A cluster is a set of normalised queries whose lexical signatures are similar enough to be treated as variants of the same question. "gpu overheating fix", "graphics card temperature high", and "gpu thermal throttle" sit in one cluster; you address the intent once rather than three times.

Clustering runs during the Daily rollup cron pass when Enable intent clustering is on. Stopwords are stripped using the lists selected in Clustering stopword languages before signatures are compared.

List columns

ColumnNotes
ClusterThe canonical query, chosen as the most-searched member of the cluster.
VariantsNumber of distinct normalised queries grouped into the cluster.
SearchesTotal searches across all members of the cluster.
SearchersDistinct members plus distinct guest IP hashes.
Last touchedMost recent rollup pass that updated the cluster.

Clusters with fewer than Minimum cluster size distinct member queries are kept but marked low confidence; they are listed last in the default sort.

Cluster detail

The detail view lists every member query, their per-query counts, and a combined per-day volume chart. Use it to confirm the cluster is coherent before acting on it.

Search-engine diagnostics

When almost all of a cluster's searches return nothing (80 percent or more), the detail view carries a Search engine diagnostics panel that explains why. The Diagnostics sweep cron entry fills it in and refreshes it about once a day.

ReadingMeaning
Suggested tagsTags worth attaching to relevant content so the query starts resolving.
TypoA spelling correction. The members are searching for a word that does not exist on the board; the suggested term does.
Content existsMatching content is already on the board but ranks too low to surface. A relevance problem, not a content gap. A link to the closest match is shown.
Genuine gapNo matching content exists. This is real unmet demand: write it, or point members at it.
EngineEnhanced Search when the verdict came from the Elasticsearch index, Native when it came from the fallback.

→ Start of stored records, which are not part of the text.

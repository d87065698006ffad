//! Export the channel points balance of every channel a Twitch user follows.
//!
//! A run loads [`Credentials`], authorizes with the [OAuth authorization code flow](https://dev.twitch.tv/docs/authentication/getting-tokens-oauth/#authorization-code-grant-flow),
//! resolves the user, pages through the channels they follow and asks the GQL endpoint for the
//! viewer's balance on each of them, one channel at a time. See [`run`].
use std::path::PathBuf;

use log::debug;
use twitch_oauth2::oauth2::AccessToken;
use url::Url;

pub mod auth;
pub mod config;
pub mod gql;
pub mod helix;
pub mod report;

pub use auth::{AuthError, Authorizer, CodeSource, ConsolePrompt, RedirectListener};
pub use config::{ConfigError, Credentials};
pub use gql::{ChannelPoints, ChannelPointsResult, GqlClient, GqlError, Missing, PointsFailure};
pub use helix::{FollowedChannel, HelixClient, HelixError};
pub use report::{Report, ReportAssembler};

pub const USER_AGENT: &str = concat!(env!("CARGO_PKG_NAME"), "/", env!("CARGO_PKG_VERSION"));

/// Errors for [`run`]
#[derive(Debug, thiserror::Error)]
pub enum Error {
    #[error(transparent)]
    Config(#[from] ConfigError),
    #[error(transparent)]
    Auth(#[from] AuthError),
    #[error(transparent)]
    Helix(#[from] HelixError),
    #[error(transparent)]
    Gql(#[from] GqlError),
    #[error("failed to interact with the console")]
    Console(#[source] std::io::Error),
    #[error("no username was given")]
    NoUsername,
    #[error("failed to write report to {}", path.display())]
    WriteReport {
        path: PathBuf,
        #[source]
        source: std::io::Error,
    },
}

/// URLs of the services a run talks to.
#[derive(Clone, Debug)]
pub struct Endpoints {
    pub authorize: Url,
    pub token: Url,
    /// Base of the Helix API, ending in a slash.
    pub helix: Url,
    pub gql: Url,
}

impl Default for Endpoints {
    fn default() -> Self {
        Endpoints::from_strs(
            "https://id.twitch.tv/oauth2/authorize",
            "https://id.twitch.tv/oauth2/token",
            "https://api.twitch.tv/helix/",
            "https://gql.twitch.tv/gql",
        )
        .expect("unexpected failure to construct urls to twitch")
    }
}

impl Endpoints {
    fn from_strs(
        authorize: &str,
        token: &str,
        helix: &str,
        gql: &str,
    ) -> Result<Self, url::ParseError> {
        Ok(Endpoints {
            authorize: Url::parse(authorize)?,
            token: Url::parse(token)?,
            helix: Url::parse(helix)?,
            gql: Url::parse(gql)?,
        })
    }

    /// Every service under one base, with twitch's paths.
    ///
    /// Useful to point a run at a local mock server.
    pub fn rooted_at(base: &str) -> Result<Self, url::ParseError> {
        let base = Url::parse(base)?;
        Ok(Endpoints {
            authorize: base.join("/oauth2/authorize")?,
            token: base.join("/oauth2/token")?,
            helix: base.join("/helix/")?,
            gql: base.join("/gql")?,
        })
    }
}

/// Everything a run needs besides the interactive code source.
#[derive(Clone)]
pub struct RunOptions {
    pub config_path: PathBuf,
    pub username: String,
    pub output_dir: PathBuf,
    pub redirect_uri: String,
    pub endpoints: Endpoints,
    /// Skips authorization when set.
    pub access_token: Option<AccessToken>,
    /// Consulted for `CLIENT_ID`, `CLIENT_SECRET` and `AUTH_TOKEN` overrides.
    pub env: fn(&str) -> Option<String>,
}

impl RunOptions {
    /// Options with twitch's endpoints, the default config path and the download directory.
    pub fn new(username: &str) -> Self {
        RunOptions {
            config_path: PathBuf::from(config::DEFAULT_CONFIG_PATH),
            username: username.to_string(),
            output_dir: report::default_output_dir(),
            redirect_uri: auth::DEFAULT_REDIRECT_URL.to_string(),
            endpoints: Endpoints::default(),
            access_token: None,
            env: |key| std::env::var(key).ok(),
        }
    }
}

/// Load credentials, authorize, build the report for `options.username` and write it.
///
/// Returns the path of the written report. Nothing is written when the configuration, the
/// authorization or the user lookup fails.
pub async fn run(options: &RunOptions, source: &mut dyn CodeSource) -> Result<PathBuf, Error> {
    let credentials = Credentials::load(&options.config_path)?.with_overrides(options.env);
    debug!("state: config loaded");

    let token = match &options.access_token {
        Some(token) => token.clone(),
        None => {
            let http = reqwest::Client::builder()
                .user_agent(USER_AGENT)
                .build()
                .map_err(AuthError::from)?;
            Authorizer::new(&http, &options.endpoints, &credentials, &options.redirect_uri)
                .authorize(source)
                .await?
        }
    };
    debug!("state: authorized");

    let helix = HelixClient::new(&options.endpoints, &credentials.client_id, &token)?;
    let gql = GqlClient::new(&options.endpoints, &credentials.auth_token)?;
    let report = ReportAssembler::new(&helix, &gql)
        .assemble(&options.username)
        .await?;

    let path = report.write_to(&options.output_dir, &options.username, report::now())?;
    debug!("state: report written");
    Ok(path)
}

#[cfg(test)]
mod tests {
    use super::*;

    #[test]
    fn rooted_endpoints_keep_twitch_paths() {
        let endpoints = Endpoints::rooted_at("http://127.0.0.1:1234").unwrap();
        assert_eq!(endpoints.token.as_str(), "http://127.0.0.1:1234/oauth2/token");
        assert_eq!(
            endpoints.helix.join("users/follows").unwrap().as_str(),
            "http://127.0.0.1:1234/helix/users/follows"
        );
        assert_eq!(endpoints.gql.as_str(), "http://127.0.0.1:1234/gql");
    }

    #[test]
    fn default_endpoints_point_at_twitch() {
        let endpoints = Endpoints::default();
        assert_eq!(endpoints.authorize.host_str(), Some("id.twitch.tv"));
        assert_eq!(
            endpoints.helix.join("users").unwrap().as_str(),
            "https://api.twitch.tv/helix/users"
        );
    }
}
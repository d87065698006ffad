//! Channel points balance lookups through the GQL endpoint used by the twitch website.
use std::fmt;

use log::{debug, warn};
use reqwest::header::{HeaderMap, HeaderName, HeaderValue, InvalidHeaderValue};
use serde_json::{json, Value};
use twitch_oauth2::oauth2::AccessToken;
use url::Url;

use crate::{Endpoints, USER_AGENT};

/// Public client id of the twitch website; GQL rejects other applications.
pub const GQL_CLIENT_ID: &str = "kimne78kx3ncx6brgo4mv6wki5h1ko";

/// Hash of the persisted `ChannelPointsContext` query.
pub const CHANNEL_POINTS_QUERY_HASH: &str =
    "1530a003a7d374b0380b79db0be0534f30ff46e61cffa2bc0e2468a909fbc024";

/// Errors for [`GqlClient::new`]
#[derive(Debug, thiserror::Error)]
pub enum GqlError {
    #[error("auth token can not be sent as a header")]
    InvalidHeader(#[from] InvalidHeaderValue),
    #[error("could not build http client")]
    Http(#[from] reqwest::Error),
}

/// The first level of the channel points response that was absent.
#[derive(Copy, Clone, Debug, PartialEq, Eq)]
pub enum Missing {
    Community,
    Channel,
    SelfState,
    CommunityPoints,
}

impl fmt::Display for Missing {
    fn fmt(&self, f: &mut fmt::Formatter<'_>) -> fmt::Result {
        let level = match self {
            Missing::Community => "Community",
            Missing::Channel => "Channel",
            Missing::SelfState => "Self",
            Missing::CommunityPoints => "Community points",
        };
        write!(f, "{} data is missing in the response.", level)
    }
}

/// Why a channel has no balance.
#[derive(Clone, Debug, PartialEq, Eq)]
pub enum PointsFailure {
    /// The request itself failed; carries a readable description.
    Transport(String),
    Missing(Missing),
}

impl fmt::Display for PointsFailure {
    fn fmt(&self, f: &mut fmt::Formatter<'_>) -> fmt::Result {
        match self {
            PointsFailure::Transport(description) => f.write_str(description),
            PointsFailure::Missing(missing) => {
                write!(f, "Unable to fetch channel points: {}", missing)
            }
        }
    }
}

#[derive(Clone, Debug, PartialEq, Eq)]
pub struct ChannelPoints {
    pub display_name: String,
    pub balance: i64,
}

/// Balance lookup result for one channel.
#[derive(Clone, Debug, PartialEq, Eq)]
pub struct ChannelPointsResult {
    pub channel: String,
    pub outcome: Result<ChannelPoints, PointsFailure>,
}

impl fmt::Display for ChannelPointsResult {
    /// Formats as a report line
    fn fmt(&self, f: &mut fmt::Formatter<'_>) -> fmt::Result {
        match &self.outcome {
            Ok(points) => write!(f, "{},{}", points.display_name, points.balance),
            Err(failure) => write!(f, "{},{}", self.channel, failure),
        }
    }
}

/// Request body for the `ChannelPointsContext` persisted query.
pub fn channel_points_query(channel: &str) -> Value {
    json!({
        "operationName": "ChannelPointsContext",
        "variables": {
            "channelLogin": channel,
            "includeGoalTypes": ["CREATOR", "BOOST"],
        },
        "extensions": {
            "persistedQuery": {
                "version": 1,
                "sha256Hash": CHANNEL_POINTS_QUERY_HASH,
            },
        },
    })
}

fn object<'a>(value: &'a Value, key: &str, missing: Missing) -> Result<&'a Value, Missing> {
    value.get(key).filter(|v| v.is_object()).ok_or(missing)
}

/// Walk `data.community.channel.self.communityPoints.balance`.
///
/// `channel` stands in for `community.displayName` when that is absent.
pub fn extract_points(body: &Value, channel: &str) -> Result<ChannelPoints, Missing> {
    let community = body
        .get("data")
        .ok_or(Missing::Community)
        .and_then(|data| object(data, "community", Missing::Community))?;
    let channel_data = object(community, "channel", Missing::Channel)?;
    let self_data = object(channel_data, "self", Missing::SelfState)?;
    let balance = object(self_data, "communityPoints", Missing::CommunityPoints)?
        .get("balance")
        .and_then(Value::as_i64)
        .ok_or(Missing::CommunityPoints)?;

    let display_name = community
        .get("displayName")
        .and_then(Value::as_str)
        .unwrap_or(channel)
        .to_string();
    Ok(ChannelPoints {
        display_name,
        balance,
    })
}

/// GQL client authenticated with the user's browser auth token.
#[derive(Clone)]
pub struct GqlClient {
    client: reqwest::Client,
    url: Url,
}

impl GqlClient {
    pub fn new(endpoints: &Endpoints, auth_token: &AccessToken) -> Result<Self, GqlError> {
        let oauth = format!("OAuth {}", auth_token.secret());
        let client = reqwest::ClientBuilder::new()
            .user_agent(USER_AGENT)
            .default_headers(
                [("client-id", GQL_CLIENT_ID), ("authorization", &*oauth)]
                    .iter()
                    .map(|&(k, v)| Ok((HeaderName::from_static(k), HeaderValue::from_str(v)?)))
                    .collect::<Result<HeaderMap, GqlError>>()?,
            )
            .build()?;

        Ok(Self {
            client,
            url: endpoints.gql.clone(),
        })
    }

    /// Look up the balance the authenticated viewer has on `channel`.
    ///
    /// Never fails; failures are described in the returned result.
    pub async fn channel_points(&self, channel: &str) -> ChannelPointsResult {
        let outcome = match self.fetch(channel).await {
            Ok(body) => {
                if let Some(errors) = body.get("errors") {
                    warn!("gql reported errors for {}: {}", channel, errors);
                }
                extract_points(&body, channel).map_err(PointsFailure::Missing)
            }
            Err(failure) => Err(failure),
        };
        match &outcome {
            Ok(points) => debug!("{} has {} points", channel, points.balance),
            Err(failure) => warn!("no channel points for {}: {}", channel, failure),
        }
        ChannelPointsResult {
            channel: channel.to_string(),
            outcome,
        }
    }

    async fn fetch(&self, channel: &str) -> Result<Value, PointsFailure> {
        let resp = self
            .client
            .post(self.url.clone())
            .json(&channel_points_query(channel))
            .send()
            .await
            .map_err(|e| PointsFailure::Transport(format!("Error fetching data: {}", e)))?;

        let status = resp.status();
        if !status.is_success() {
            return Err(PointsFailure::Transport(format!(
                "Error fetching data: {}",
                status.canonical_reason().unwrap_or("unknown")
            )));
        }
        resp.json()
            .await
            .map_err(|e| PointsFailure::Transport(format!("Error reading data: {}", e)))
    }
}
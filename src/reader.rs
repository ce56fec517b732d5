//! Adapters over an opaque byte source.
//!
//! Neither adapter interprets the bytes flowing through it. [`LimitReader`]
//! bounds how much of the source a chunk body may consume, and
//! [`ContextReader`] remembers enough about the stream to decorate errors
//! with a useful diagnostic.

use std::io::{self, Read};

use crate::error::{Error, ReadContext};

/// How many trailing bytes the context reader keeps for diagnostics.
const CONTEXT_TAIL_BYTES: usize = 64;

/// A reader that yields at most a fixed number of bytes from its source,
/// reporting end-of-stream once the window is exhausted.
///
/// Chunk bodies are parsed through one of these so that a malformed body can
/// never read past its declared length into the next chunk.
#[derive(Debug)]
pub struct LimitReader<R> {
    inner: R,
    remaining: u64,
}

impl<R: Read> LimitReader<R> {
    /// Create a window over `inner` that ends after `limit` bytes.
    pub fn new(inner: R, limit: u64) -> LimitReader<R> {
        LimitReader {
            inner,
            remaining: limit,
        }
    }

    /// How many bytes of the window are left.
    pub fn remaining(&self) -> u64 {
        self.remaining
    }

    /// Read and discard the rest of the window, returning how many bytes
    /// were actually consumed (fewer than `remaining` if the source ended).
    pub fn skip_remaining(&mut self) -> io::Result<u64> {
        io::copy(self, &mut io::sink())
    }
}

impl<R: Read> Read for LimitReader<R> {
    fn read(&mut self, buf: &mut [u8]) -> io::Result<usize> {
        if self.remaining == 0 {
            return Ok(0);
        }
        let cap = buf.len().min(self.remaining as usize);
        let n = self.inner.read(&mut buf[..cap])?;
        self.remaining -= n as u64;
        Ok(n)
    }
}

/// A reader that counts every byte it hands out and keeps a rolling tail of
/// the last [`CONTEXT_TAIL_BYTES`] of them.
///
/// [`wrap`](ContextReader::wrap) decorates an error with that context,
/// producing diagnostics of the form `after K bytes (last: ...): <err>`.
#[derive(Debug)]
pub struct ContextReader<R> {
    inner: R,
    total: u64,
    tail: Vec<u8>,
}

impl<R: Read> ContextReader<R> {
    pub fn new(inner: R) -> ContextReader<R> {
        ContextReader {
            inner,
            total: 0,
            tail: Vec::with_capacity(CONTEXT_TAIL_BYTES),
        }
    }

    /// Total number of bytes read through this adapter so far.
    pub fn bytes_read(&self) -> u64 {
        self.total
    }

    /// Attach the current position and byte tail to `err`.
    pub fn wrap(&self, err: Error) -> Error {
        err.with_context(ReadContext {
            offset: self.total,
            tail: self.tail.clone(),
        })
    }
}

impl<R: Read> Read for ContextReader<R> {
    fn read(&mut self, buf: &mut [u8]) -> io::Result<usize> {
        let n = self.inner.read(buf)?;
        self.total += n as u64;
        if n > 0 {
            self.tail.extend_from_slice(&buf[..n]);
            if self.tail.len() > CONTEXT_TAIL_BYTES {
                let excess = self.tail.len() - CONTEXT_TAIL_BYTES;
                self.tail.drain(..excess);
            }
        }
        Ok(n)
    }
}

#[cfg(test)]
mod tests {
    use super::*;

    #[test]
    fn limit_reader_stops_at_window_end() {
        let mut source: &[u8] = b"helloworld";
        let mut limited = LimitReader::new(&mut source, 5);

        let mut buf = [0u8; 1000];
        let n = limited.read(&mut buf).unwrap();
        assert_eq!(n, 5);
        assert_eq!(&buf[..n], b"hello");

        assert_eq!(limited.read(&mut buf).unwrap(), 0);
        assert_eq!(limited.remaining(), 0);
    }

    #[test]
    fn limit_reader_skips_rest_of_window() {
        let mut source: &[u8] = b"0123456789";
        let mut limited = LimitReader::new(&mut source, 6);

        let mut buf = [0u8; 2];
        limited.read(&mut buf).unwrap();
        assert_eq!(limited.skip_remaining().unwrap(), 4);
        assert_eq!(source, b"6789");
    }

    #[test]
    fn context_reader_keeps_rolling_tail() {
        let data: Vec<u8> = (0u8..=199).collect();
        let mut reader = ContextReader::new(&data[..]);
        let mut buf = [0u8; 7];
        while reader.read(&mut buf).unwrap() > 0 {}

        assert_eq!(reader.bytes_read(), 200);
        let err = reader.wrap(crate::ErrorKind::TruncatedVarint.into());
        let msg = err.to_string();
        assert!(msg.starts_with("after 200 bytes (last:"), "{msg}");
        // The tail holds bytes 136..=199.
        assert!(msg.contains(" 88 89 "), "{msg}");
        assert!(msg.ends_with("c7): stream ended in the middle of a varint"), "{msg}");
    }
}
//! A small convenience façade for producing single-track files without
//! touching the event model directly.

use std::io::Write;

use crate::error::Result;
use crate::event::{Event, MidiEvent};
use crate::smf::{File, Header, Track};

/// Builds a format-0, single-track file from chords and rests.
///
/// Useful for generating simple sequences programmatically:
///
/// ```
/// use midifile::SimpleWriter;
///
/// let mut writer = SimpleWriter::new(96);
/// writer.play(&[60, 64, 67], 0x60, 96); // a C major chord, one beat
/// writer.time_delta(48);
/// writer.play(&[62], 0x60, 96);
///
/// let mut bytes = Vec::new();
/// writer.write(&mut bytes).unwrap();
/// ```
#[derive(Debug, Default)]
pub struct SimpleWriter {
    division: i16,
    events: Vec<Event>,
}

impl SimpleWriter {
    /// Create a writer with the given ticks-per-quarter-note division.
    pub fn new(division: i16) -> SimpleWriter {
        SimpleWriter {
            division,
            events: Vec::new(),
        }
    }

    /// Sound `keys` together at `velocity` for `duration` ticks, releasing
    /// them all afterwards.
    pub fn play(&mut self, keys: &[u8], velocity: u8, duration: u64) {
        for &key in keys {
            self.events
                .push(Event::Midi(MidiEvent::note_on(0, key, velocity)));
        }
        self.time_delta(duration);
        for &key in keys {
            self.events
                .push(Event::Midi(MidiEvent::note_off(0, key, velocity)));
        }
    }

    /// Insert a rest of `duration` ticks before the next event.
    pub fn time_delta(&mut self, duration: u64) {
        self.events.push(Event::TimeDelta(duration));
    }

    /// Assemble and encode the file to `out`.
    pub fn write<W: Write>(&self, out: &mut W) -> Result<()> {
        let file = File {
            header: Header {
                format: 0,
                track_count: 1,
                division: self.division,
            },
            tracks: vec![Track::new(self.events.clone())],
        };
        file.write(out)
    }
}
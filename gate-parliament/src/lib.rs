//! Weighted committee voting for governance decisions.
//!
//! A [`Parliament`] holds a fixed roster of [`Parliamentarian`]s. Each
//! submitted proposal gets a voting round on a bounded scheduler; every
//! member votes concurrently under a timeout, non-responders abstain, and the
//! ballots are [`tally`]'d against quorum and approval-threshold rules.

#![warn(missing_docs, clippy::pedantic)]

mod book;
mod error;
pub mod member;
mod parliament;
pub mod policy;
pub mod proposal;
pub mod scheduler;
pub mod vote;

pub use book::VoteStatus;
pub use error::{ParliamentError, ParliamentResult};
pub use member::{Parliamentarian, Specialty, default_roster};
pub use parliament::{Parliament, ParliamentConfig, ParliamentStats};
pub use policy::{SpecialtyPolicy, VotingPolicy};
pub use proposal::{Proposal, ProposalKind, ProposalRequest};
pub use scheduler::{RoundScheduler, SchedulerError};
pub use vote::{Ballot, TallyRules, VoteDecision, VoteResult, VoteValue, tally};
impl Constitution {
    /// Creates a constitution from an explicit rule set.
    #[must_use]
    pub fn new(rules: RuleSet) -> Self {
        Self {
            rules: Arc::new(rules),
            audit: None,
        }
    }

    /// Creates a constitution from the built-in rules merged with overrides.
    ///
    /// # Errors
    ///
    /// Returns [`ConstitutionError::InvalidRule`] when an override is invalid.
    pub fn with_overrides(overrides: RuleSetOverrides) -> ConstitutionResult<Self> {
        Ok(Self::new(RuleSet::default().merge(overrides)?))
    }

    /// Installs the audit sink that receives violation records.
    #[must_use]
    pub fn with_audit_sink(mut self, sink: Arc<dyn AuditSink>) -> Self {
        self.audit = Some(sink);
        self
    }

    /// Returns the active rule set.
    #[must_use]
    pub fn rules(&self) -> &RuleSet {
        &self.rules
    }

    /// Validates an action. Never fails: an evaluation error is reported as a
    /// single `validation_error` violation.
    ///
    /// `context` may override descriptor flags by name.
    #[must_use]
    pub fn validate(&self, action: &ActionDescriptor, context: &Map<String, Value>) -> ValidationResult {
        match self.try_validate(action, context) {
            Ok(result) => result,
            Err(err) => {
                warn!(action = %action.label(), %err, "constitutional evaluation failed");
                ValidationResult::evaluation_error(action.governance_tier().clone(), &err.to_string())
            }
        }
    }

    /// Validates an action and decides whether it needs the committee or a
    /// higher authority.
    pub async fn review(
        &self,
        action: &ActionDescriptor,
        context: &Map<String, Value>,
    ) -> ConstitutionalReview {
        let validation = self.validate(action, context);

        let tier_wants_parliament = self
            .rules
            .tier(validation.governance_tier().as_str())
            .is_some_and(|tier| tier.parliamentary_review);
        let requires_parliament = validation.has_high_severity() || tier_wants_parliament;
        let requires_escalation = validation
            .violations()
            .iter()
            .any(|v| v.required_action == Some(RequiredAction::Escalate));

        let mut recommendations: Vec<String> = validation
            .violations()
            .iter()
            .map(|v| format!("resolve `{}`: {}", v.rule_id, v.message))
            .collect();
        recommendations.extend(
            validation
                .warnings()
                .iter()
                .map(|w| format!("consider `{}`: {}", w.guideline_id, w.message)),
        );
        if requires_escalation {
            recommendations.push("escalate to a human operator".into());
        }
        if requires_parliament {
            recommendations.push("submit for parliamentary review".into());
        }

        if !validation.passed() {
            let record = AuditRecord::new("constitution", "rule_violation", action.label())
                .with_payload(json!({
                    "tier": validation.governance_tier().as_str(),
                    "violations": validation.violations(),
                }))
                .with_result("violation");
            append_or_warn(self.audit.as_ref(), record).await;
        }

        ConstitutionalReview {
            validation,
            requires_parliament,
            requires_escalation,
            recommendations,
        }
    }

    fn try_validate(
        &self,
        action: &ActionDescriptor,
        context: &Map<String, Value>,
    ) -> ConstitutionResult<ValidationResult> {
        let action = apply_context(action, context)?;
        let mut violations = Vec::new();

        self.check_principles(&action, &mut violations);
        self.check_core_rules(&action, &mut violations);
        self.check_tier(&action, &mut violations);
        let warnings = self.check_guidelines(&action);

        Ok(ValidationResult::new(
            action.governance_tier().clone(),
            violations,
            warnings,
        ))
    }

    fn check_principles(&self, action: &ActionDescriptor, violations: &mut Vec<Violation>) {
        let flags = action.flags();
        for principle in self.rules.principles() {
            let finding = match principle.kind {
                PrincipleKind::Safety if flags.could_cause_harm && !flags.safety_measures => Some((
                    "action could cause harm and declares no safety measures",
                    Severity::High,
                )),
                PrincipleKind::Transparency if flags.explainable == Some(false) => {
                    Some(("action rationale cannot be explained", Severity::Medium))
                }
                PrincipleKind::Autonomy if flags.reduces_autonomy && !flags.user_consent => Some((
                    "action reduces user autonomy without consent",
                    Severity::Medium,
                )),
                _ => None,
            };

            if let Some((message, severity)) = finding {
                debug!(principle = principle.kind.rule_id(), action = %action.label(), "principle violated");
                violations.push(Violation::new(principle.kind.rule_id(), message, severity));
            }
        }
    }

    fn check_core_rules(&self, action: &ActionDescriptor, violations: &mut Vec<Violation>) {
        for rule in self.rules.core_rules() {
            if !all_hold(rule.conditions(), action) {
                continue;
            }

            debug!(rule = rule.id(), action = %action.label(), "constitutional rule matched");
            let severity = match rule.required_action() {
                RequiredAction::Block => Severity::High,
                RequiredAction::Escalate | RequiredAction::RequireAnalysis => Severity::Medium,
            };
            let message = if rule.description().is_empty() {
                format!("rule `{}` matched", rule.name())
            } else {
                rule.description().to_owned()
            };
            violations.push(Violation {
                rule_id: rule.id().to_owned(),
                message,
                severity,
                required_action: Some(rule.required_action()),
            });
        }
    }

    fn check_tier(&self, action: &ActionDescriptor, violations: &mut Vec<Violation>) {
        let tier_name = action.governance_tier();
        let Some(tier) = self.rules.tier(tier_name.as_str()) else {
            violations.push(Violation::new(
                INVALID_GOVERNANCE_TIER,
                format!("unknown governance tier `{tier_name}`"),
                Severity::High,
            ));
            return;
        };

        let flags = action.flags();
        let requirements = [
            (
                tier.approval_required && !flags.approved,
                "approval_required",
                "tier requires prior approval",
            ),
            (
                tier.verification_required && !flags.verified,
                "verification_required",
                "tier requires prior verification",
            ),
            (
                tier.constitutional_review && !flags.constitutionally_reviewed,
                "constitutional_review_required",
                "tier requires constitutional review",
            ),
        ];
        for (missing, rule_id, message) in requirements {
            if missing {
                violations.push(Violation::new(
                    rule_id,
                    format!("{message} (tier `{tier_name}`)"),
                    Severity::Medium,
                ));
            }
        }
    }

    fn check_guidelines(&self, action: &ActionDescriptor) -> Vec<Warning> {
        let flags = action.flags();
        self.rules
            .ethical_guidelines()
            .filter_map(|guideline| {
                let message = match guideline.kind {
                    GuidelineKind::Privacy if flags.involves_user_data && !flags.user_consent => {
                        "user data processed without recorded consent"
                    }
                    GuidelineKind::Fairness if flags.affects_users && !flags.fairness_reviewed => {
                        "user-facing change has not been reviewed for fairness"
                    }
                    _ => return None,
                };
                Some(Warning {
                    guideline_id: guideline.kind.guideline_id().to_owned(),
                    message: message.to_owned(),
                })
            })
            .collect()
    }
}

The typo and content-versus-gap verdicts require Enhanced Search (XFES). Without it the panel shows tag suggestions only, drawn from the most-used site tags.

When to merge or split

Clustering is heuristic. If two queries that mean different things end up together, the noise will usually wash out as more variants accumulate. If a stubborn miscluster persists, add the offending phrasing to the denylist or use a separate content type's capture configuration to keep the two signals apart.